Cultural Tech-Fusion Fabrics

 
 
Last week I visited the Al-Huda Bookstore and Hijab Corner in Santa Clara to photograph their rich textiles and garments. The store graciously permitted me to photograph.

Women wearing hijabs and flowing long abayas are part of our textile landscape  in Santa Clara County. At my son and daughter's school in Cupertino I am often admiring the lovely  scarf and dress ensembles of the Muslim moms. I have yet to ask one if I can photograph her, though. While I find it only a little awkward asking a Chinese or an Indian mom to photograph her in her ethnic clothing, I find it much more difficult to approach a Muslim mom and ask to photograph her clothing. I think this has much to do with the fact that their clothing is rooted in the desire to be modest.

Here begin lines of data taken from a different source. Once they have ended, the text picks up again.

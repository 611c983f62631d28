//! In-memory persistence used by tests and single-process deployments.
//!
//! Each table is a mutex-guarded map, which gives the per-row atomicity the
//! gateway contract requires and serializes lock operations per id. The
//! instance also records an observable lock log (`lock <id>` / `unlock <id>`
//! in operation order) that the scenario tests assert against.

use std::collections::HashMap;
use std::sync::{Arc, Mutex};

use chrono::{DateTime, Utc};

use crate::model::{
    ExecutionPlan, Lock, LockFilter, PlanFilter, PlanId, Step, World, WorldFilter, WorldId,
};
use crate::persistence::{
    AcquireOutcome, Persistence, PersistenceError, PersistenceResult, ReleaseOutcome,
    StalenessWindow,
};

#[derive(Clone, Default)]
pub struct MemoryPersistence {
    plans: Arc<Mutex<HashMap<PlanId, ExecutionPlan>>>,
    locks: Arc<Mutex<HashMap<String, Lock>>>,
    worlds: Arc<Mutex<HashMap<WorldId, World>>>,
    lock_log: Arc<Mutex<Vec<String>>>,
}

impl MemoryPersistence {
    pub fn new() -> Self {
        Self::default()
    }

    /// Acquire/release history in operation order.
    pub fn lock_log(&self) -> Vec<String> {
        self.lock_log.lock().expect("lock log poisoned").clone()
    }

    pub fn clear_lock_log(&self) {
        self.lock_log.lock().expect("lock log poisoned").clear();
    }

    fn log(&self, entry: String) {
        self.lock_log.lock().expect("lock log poisoned").push(entry);
    }

    /// Seed a plan directly, bypassing version checks. Test setup only.
    pub fn insert_plan(&self, plan: ExecutionPlan) {
        let mut plans = self.plans.lock().expect("plans poisoned");
        plans.insert(plan.id, plan);
    }
}

#[async_trait::async_trait]
impl Persistence for MemoryPersistence {
    fn clone_box(&self) -> Box<dyn Persistence> {
        Box::new(self.clone())
    }

    async fn load_plan(&self, id: PlanId) -> PersistenceResult<ExecutionPlan> {
        let plans = self.plans.lock().expect("plans poisoned");
        plans
            .get(&id)
            .cloned()
            .ok_or_else(|| PersistenceError::not_found("plan", id))
    }

    async fn save_plan(&self, plan: &ExecutionPlan) -> PersistenceResult<u64> {
        let mut plans = self.plans.lock().expect("plans poisoned");
        if let Some(stored) = plans.get(&plan.id) {
            if stored.version != plan.version {
                return Err(PersistenceError::Conflict {
                    entity: "plan",
                    id: plan.id.to_string(),
                    stale: plan.version,
                });
            }
        }
        let mut next = plan.clone();
        next.version = plan.version + 1;
        let version = next.version;
        plans.insert(next.id, next);
        Ok(version)
    }

    async fn delete_plans(&self, filter: &PlanFilter) -> PersistenceResult<usize> {
        let mut plans = self.plans.lock().expect("plans poisoned");
        let before = plans.len();
        plans.retain(|_, plan| !filter.matches(plan));
        Ok(before - plans.len())
    }

    async fn find_plans(&self, filter: &PlanFilter) -> PersistenceResult<Vec<ExecutionPlan>> {
        let plans = self.plans.lock().expect("plans poisoned");
        let mut found: Vec<ExecutionPlan> =
            plans.values().filter(|p| filter.matches(p)).cloned().collect();
        found.sort_by_key(|p| p.id.to_string());
        Ok(found)
    }

    async fn load_step(&self, plan_id: PlanId, step_id: u64) -> PersistenceResult<Step> {
        let plans = self.plans.lock().expect("plans poisoned");
        let plan = plans
            .get(&plan_id)
            .ok_or_else(|| PersistenceError::not_found("plan", plan_id))?;
        plan.steps
            .get(&step_id)
            .cloned()
            .ok_or_else(|| PersistenceError::not_found("step", step_id))
    }

    async fn save_step(&self, plan_id: PlanId, step: &Step) -> PersistenceResult<()> {
        let mut plans = self.plans.lock().expect("plans poisoned");
        let plan = plans
            .get_mut(&plan_id)
            .ok_or_else(|| PersistenceError::not_found("plan", plan_id))?;
        plan.steps.insert(step.id, step.clone());
        Ok(())
    }

    async fn acquire(&self, lock: &Lock) -> PersistenceResult<AcquireOutcome> {
        let mut locks = self.locks.lock().expect("locks poisoned");
        let current_owner = locks.get(&lock.id).map(|held| held.owner_world_id);
        match current_owner {
            Some(Some(owner)) if Some(owner) != lock.owner_world_id => {
                Ok(AcquireOutcome::HeldBy(owner))
            }
            // Same owner refreshes the payload without a new log entry.
            Some(_) => {
                locks.insert(lock.id.clone(), lock.clone());
                Ok(AcquireOutcome::Acquired)
            }
            None => {
                locks.insert(lock.id.clone(), lock.clone());
                drop(locks);
                self.log(format!("lock {}", lock.id));
                Ok(AcquireOutcome::Acquired)
            }
        }
    }

    async fn release(
        &self,
        lock_id: &str,
        expected_owner: Option<WorldId>,
    ) -> PersistenceResult<ReleaseOutcome> {
        let mut locks = self.locks.lock().expect("locks poisoned");
        let Some(held) = locks.get(lock_id) else {
            return Ok(ReleaseOutcome::NotHeld);
        };
        if let Some(expected) = expected_owner {
            match held.owner_world_id {
                Some(actual) if actual != expected => {
                    return Ok(ReleaseOutcome::WrongOwner(actual));
                }
                None => return Ok(ReleaseOutcome::NotHeld),
                _ => {}
            }
        }
        locks.remove(lock_id);
        drop(locks);
        self.log(format!("unlock {lock_id}"));
        Ok(ReleaseOutcome::Released)
    }

    async fn transfer(
        &self,
        lock_id: &str,
        from: WorldId,
        to: WorldId,
    ) -> PersistenceResult<AcquireOutcome> {
        let mut locks = self.locks.lock().expect("locks poisoned");
        let held = locks
            .get_mut(lock_id)
            .ok_or_else(|| PersistenceError::not_found("lock", lock_id))?;
        match held.owner_world_id {
            Some(owner) if owner != from => Ok(AcquireOutcome::HeldBy(owner)),
            _ => {
                held.owner_world_id = Some(to);
                drop(locks);
                self.log(format!("unlock {lock_id}"));
                self.log(format!("lock {lock_id}"));
                Ok(AcquireOutcome::Acquired)
            }
        }
    }

    async fn find_locks(&self, filter: &LockFilter) -> PersistenceResult<Vec<Lock>> {
        let locks = self.locks.lock().expect("locks poisoned");
        let mut found: Vec<Lock> = locks.values().filter(|l| filter.matches(l)).cloned().collect();
        found.sort_by(|a, b| a.id.cmp(&b.id));
        Ok(found)
    }

    async fn register_world(&self, world: &World) -> PersistenceResult<()> {
        let mut worlds = self.worlds.lock().expect("worlds poisoned");
        worlds.insert(world.id, world.clone());
        Ok(())
    }

    async fn heartbeat_world(&self, id: WorldId, now: DateTime<Utc>) -> PersistenceResult<()> {
        let mut worlds = self.worlds.lock().expect("worlds poisoned");
        let world = worlds
            .get_mut(&id)
            .ok_or_else(|| PersistenceError::not_found("world", id))?;
        world.last_seen = now;
        Ok(())
    }

    async fn deregister_world(&self, id: WorldId) -> PersistenceResult<()> {
        // Idempotent: invalidation may race a clean shutdown.
        let mut worlds = self.worlds.lock().expect("worlds poisoned");
        worlds.remove(&id);
        Ok(())
    }

    async fn find_worlds(
        &self,
        filter: &WorldFilter,
        include_stale: bool,
        staleness: StalenessWindow,
    ) -> PersistenceResult<Vec<World>> {
        let worlds = self.worlds.lock().expect("worlds poisoned");
        let mut found: Vec<World> = worlds
            .values()
            .filter(|w| filter.matches(w))
            .filter(|w| include_stale || !w.is_stale(staleness.now, staleness.timeout))
            .cloned()
            .collect();
        found.sort_by_key(|w| w.id.to_string());
        Ok(found)
    }
}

So, I was grateful to have the opportunity to photograph up close the garments in Hijab Corner. I will also be photographing Middle Eastern Muslim women on the streets as part of this project (I have a few images of one in a Korean market in Sunnyvale). I feel it is important to document the living textiles, the garments people wear about in their daily lives. But this was a good start for me.
Picture
One of many styles of hijabs I saw at the store.
I had never thought of the flat pattern designs of the hijab, nor did I know there were so many versions of this head wear.  The above is a simple flat pattern design. Some of the others were more more complex and used a variety of materials in one hijab.
Picture
textile detail
Picture
Picture
A long elegant hijab
The gold embroidered headband is a separate piece.
Picture
Calvin Klein pattern
Picture
Hijab with an airy open pattern
Above: I wish I could have seen this one on someone. I liked the contrast between the white open dot fabric and the solid black fabric.
Picture
Hijab packaging label
Having spent the early part of my career as a graphic designer, I am very interested in packaging. The graphics on hijab packaging need to appeal to women as they are the  purchasers of this garment. So it is interesting to see these two depictions of women on hijab packaging.
Picture
Hijab packaging label
Picture
A Jilbab. A women's overcoat.
Most of these garments above are made in Pakistan and Jordan. The embroidery is really interesting.  Feeling the weight of the fabric, I couldn't help thinking that it would be quite hot wearing these here in the summer, let alone in the heat of the Middle East.
Picture
Above: I never knew that this product existed.  In Cupertino I have seen white arm  sleeves on Chinese women who want to protect themselves  from the sun, but these arm sleeves serve to protect the arms from public view.  I don't believe I have seen anyone wearing these.
Picture
Men's shirt. Lovely embroidery contrasts nicely with the stripe pattern
 
Below is a sample pattern banner which might be used in press release info for the public collaborative textile project with the San Jose Museum of Quilts and Textiles.
Picture
 
I have three jeans to mend. A few days ago I mended one of my daughter's using scraps of denim and sashiko stitching.
Picture
Picture
Picture
Below: My grandma sewed these mu mus below. I used to wear these myself when I was in high school. I photographed them recently at my parents' house. The stitch work strengthens the fabric and is very decorative. It is not sashiko, but it is traditional Japanese stitch work. I do not know what it is called. I recognize the star like pattern from other Japanese soft goods like pillows.  The linking stitch work I have seen on other worker garments. I just found this posting on Japanese darning on Hand Embroidery Network and think such darning is the origins of this decorative yoke. I also found this article showing Japanese stitching and darning.
Picture
Picture
Picture
 
I have been working with Rasteriods Design in San Jose on creating the logo for the ZERO1 textile project with The San Jose Museum of Quilts and Textiles. Rasteriods came up with the microsite name "Fusionwear SV" for the project. They also created a series of type studies with the name. Pulling from these studies I created this concept below which incorporated a few more graphical elements. It is hard to see here, but I added a dotted line path into the text which alludes to stitching, to topography lines and to paths. I pulled "wear" down and had it link to the "O" in fusion to create a focal point. I added a dot over the "i" to counter balance the dot in the "O".  Anyway, we will see tomorrow what the museum thinks of our studies.
Picture
Below is a quick study I did for how we might pull visual elements from logo into site map design. The green dots on the branching green stalk would show links upon roll over.
Picture
 
OPPORTUNITY AND CHALLENGE:
Creating a public participatory component to the ZERO1 NEA funded textile project is an exciting challenge. Assuming we get a lot of image submissions to the Flickr Group pool we create, how will I pull inspiration from these and form coherent patterns on textiles? That is the key question.  It could be a horrid jumble  if I do not start visualizing now an over arching structure to the design. The whole project could soar or fail spectacularly!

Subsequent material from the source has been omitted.